A SearchStorage.com blog


A data storage blog offering commentary on the storage industry, as well as a behind-the-scenes look at developments in storage management, SAN, NAS, backup, disaster recovery and storage strategy.

Isilon sells more, loses more

Isilon had mixed financial results last quarter, reporting higher revenue ($24.1 million) than expected while losing more money ($10.1 million) than in any quarter last year. But the most important item on Isilon’s scoreboard these days doesn’t have a hard number affixed to it. That’s confidence among customers and investors.

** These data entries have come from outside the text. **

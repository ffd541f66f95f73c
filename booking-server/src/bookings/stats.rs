//! Dashboard statistics
//!
//! 区域统计是动态映射 (zone id → 座位数)，新增区域自动出现，计数为 0。

use shared::models::{BookingRecord, BookingStatus, DashboardSummary, DiningTable, ZonePolicy};
use std::collections::BTreeMap;

use crate::db::{Storage, StorageResult};

/// Build the summary from already-loaded data
pub fn summarize(
    zones: &[ZonePolicy],
    tables: &[DiningTable],
    bookings: &[BookingRecord],
) -> DashboardSummary {
    let mut seats_by_zone: BTreeMap<String, usize> =
        zones.iter().map(|z| (z.id.clone(), 0)).collect();

    let mut confirmed_bookings = 0;
    let mut pending_bookings = 0;
    let mut confirmed_seats = 0;

    for booking in bookings {
        match booking.status {
            BookingStatus::Confirmed => {
                confirmed_bookings += 1;
                confirmed_seats += booking.seat_count();
                for seat in &booking.seats {
                    // 已删除的区域仍按下单时的区域编码计数
                    *seats_by_zone.entry(seat.zone.clone()).or_default() += 1;
                }
            }
            BookingStatus::Pending | BookingStatus::PendingPayment => pending_bookings += 1,
            BookingStatus::Cancelled | BookingStatus::PaymentTimeout => {}
        }
    }

    DashboardSummary {
        total_zones: zones.len(),
        active_zones: zones.iter().filter(|z| z.is_active).count(),
        total_tables: tables.len(),
        confirmed_bookings,
        pending_bookings,
        confirmed_seats,
        seats_by_zone,
    }
}

/// 区域、桌台、预订在同一个读事务内读取，统计结果是一致快照
pub fn dashboard_summary(storage: &Storage) -> StorageResult<DashboardSummary> {
    let (zones, tables, bookings) = storage.read_dashboard()?;
    Ok(summarize(&zones, &tables, &bookings))
}
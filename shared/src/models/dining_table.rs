//! Dining Table Model

use serde::{Deserialize, Serialize};

/// 每张桌台固定 9 个座位
pub const TABLE_CAPACITY: u32 = 9;

/// Dining table entity (桌台)
///
/// `seats` 是实时视图：存储层只保存桌台本身，
/// 座位的 `is_booked` 在读取时由占座表合成。
#[derive(Debug, Clone, PartialEq, Serialize, Deserialize)]
pub struct DiningTable {
    pub id: i64,
    /// 所属区域编码
    pub zone: String,
    /// 显示名称 (区域 + 序号，如 "A1")
    pub name: String,
    pub capacity: u32,
    pub is_active: bool,
    /// 布局坐标，仅供布局编辑器使用
    pub x: i32,
    pub y: i32,
    #[serde(default)]
    pub seats: Vec<Seat>,
}

impl DiningTable {
    /// Whether the seat is held by a live booking in this view
    pub fn is_seat_booked(&self, seat_number: u32) -> bool {
        self.seats
            .iter()
            .any(|s| s.seat_number == seat_number && s.is_booked)
    }

    /// Whether `seat_number` is a valid slot on this table
    pub fn has_seat(&self, seat_number: u32) -> bool {
        (1..=self.capacity).contains(&seat_number)
    }
}

/// Seat slot on a table
#[derive(Debug, Clone, Copy, PartialEq, Eq, Serialize, Deserialize)]
pub struct Seat {
    pub seat_number: u32,
    pub is_booked: bool,
}

/// Create dining table payload
///
/// 名称和 ID 由服务端分配
#[derive(Debug, Clone, Serialize, Deserialize)]
pub struct DiningTableCreate {
    pub zone: String,
    #[serde(default)]
    pub x: i32,
    #[serde(default)]
    pub y: i32,
}

/// Update dining table payload
#[derive(Debug, Clone, Default, Serialize, Deserialize)]
pub struct DiningTableUpdate {
    pub name: Option<String>,
    pub zone: Option<String>,
    pub is_active: Option<bool>,
}

/// Reposition payload (layout only)
#[derive(Debug, Clone, Copy, Serialize, Deserialize)]
pub struct TablePosition {
    pub x: i32,
    pub y: i32,
}
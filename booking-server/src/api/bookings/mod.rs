//! Booking API 模块
//!
//! | 路径 | 方法 | 说明 |
//! |------|------|------|
//! | /api/bookings | GET | 列表 (`?status=&search=`) |
//! | /api/bookings | POST | 下单占座 (冲突 409) |
//! | /api/bookings/{id} | GET / PUT / DELETE | 查询 / 修改顾客信息 / 删除 |
//! | /api/bookings/{id}/confirm | POST | 提交付款凭证 (超时 410) |
//! | /api/bookings/{id}/cancel | POST | 取消 (`?by=admin`) |
//! | /api/bookings/sweep | GET / POST | 查看 / 触发超时扫描 |

mod handler;

use axum::{
    Router,
    routing::{get, post},
};

use crate::core::ServerState;

pub fn router() -> Router<ServerState> {
    Router::new().nest("/api/bookings", routes())
}

fn routes() -> Router<ServerState> {
    Router::new()
        .route("/", get(handler::list).post(handler::create))
        .route(
            "/sweep",
            get(handler::sweep_status).post(handler::sweep),
        )
        .route(
            "/{id}",
            get(handler::get_by_id)
                .put(handler::update)
                .delete(handler::delete),
        )
        .route("/{id}/confirm", post(handler::confirm))
        .route("/{id}/cancel", post(handler::cancel))
}
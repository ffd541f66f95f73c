use shared::error::{AppError, ErrorCode};
use thiserror::Error;

use crate::db::StorageError;

/// Catalog errors
#[derive(Debug, Error)]
pub enum CatalogError {
    #[error("Storage error: {0}")]
    Storage(#[from] StorageError),

    #[error("Zone {0} not found")]
    ZoneNotFound(String),

    #[error("Zone {0} already exists")]
    ZoneAlreadyExists(String),

    #[error("Zone {zone} still has {count} table(s)")]
    ZoneHasTables { zone: String, count: usize },

    #[error("Table {0} not found")]
    TableNotFound(i64),

    #[error("Table {table_id} still has {held} held seat(s)")]
    SeatOccupied { table_id: i64, held: usize },

    #[error("{0}")]
    Validation(String),
}

pub type CatalogResult<T> = Result<T, CatalogError>;

impl From<CatalogError> for AppError {
    fn from(err: CatalogError) -> Self {
        let message = err.to_string();
        match err {
            CatalogError::Storage(e) => e.into(),
            CatalogError::ZoneNotFound(id) => {
                AppError::with_message(ErrorCode::ZoneNotFound, message).with_detail("zone_id", id)
            }
            CatalogError::ZoneAlreadyExists(id) => {
                AppError::with_message(ErrorCode::ZoneAlreadyExists, message)
                    .with_detail("zone_id", id)
            }
            CatalogError::ZoneHasTables { zone, count } => {
                AppError::with_message(ErrorCode::ZoneHasTables, message)
                    .with_detail("zone_id", zone)
                    .with_detail("table_count", count)
            }
            CatalogError::TableNotFound(id) => {
                AppError::with_message(ErrorCode::TableNotFound, message)
                    .with_detail("table_id", id)
            }
            CatalogError::SeatOccupied { table_id, held } => {
                AppError::with_message(ErrorCode::SeatOccupied, message)
                    .with_detail("table_id", table_id)
                    .with_detail("held_seats", held)
            }
            CatalogError::Validation(msg) => AppError::validation(msg),
        }
    }
}

impl From<AppError> for CatalogError {
    fn from(err: AppError) -> Self {
        CatalogError::Validation(err.message)
    }
}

People clearly lost confidence in Isilon during its 2007 struggles, and they haven’t regained it yet. Isilon CEO Sujal Patel said there were “headwinds” that prevented Isilon from picking up more new customers last quarter. These headwinds came from Isilon’s financial restatement followed by an audit report of questionable sales practices last year. Fortunately for Isilon, it picked up more sales in repeat orders from customers already in the fold last quarter than in any previous quarter.

“Headwinds had some impact, raising uncertainty in customers’ minds,” Patel said. “And some of our competitors may have used it against us as a competitive advantage.”

Patel said these headwinds will “take some time to dissipate,” which means he expects them to continue at least for another quarter.

Winning back confidence among investors will likely take even longer. Although operating expenses declined, Isilon remains a long way from turning a profit. And Isilon executives still refuse to give guidance for this quarter or this year, giving the impression that even they lack confidence in their ability to execute.

“Due to the lack of clarity on the forward business model, current investor sentiment remains subdued,” analyst Tom Curlin of RBC Capital Markets wrote in a note to clients today. “We expect sentiment to remain subdued pending evidence of improving execution in the coming quarters.”

Patel pledged to continue to upgrade Isilon’s clustered storage systems, promising major upgrades this year. Isilon can use any product edge it could get with Hewlett-Packard and EMC jumping into the clustered game and NetApp pushing to integrate its OnTap GX clustered file system into its regular OnTap operating system.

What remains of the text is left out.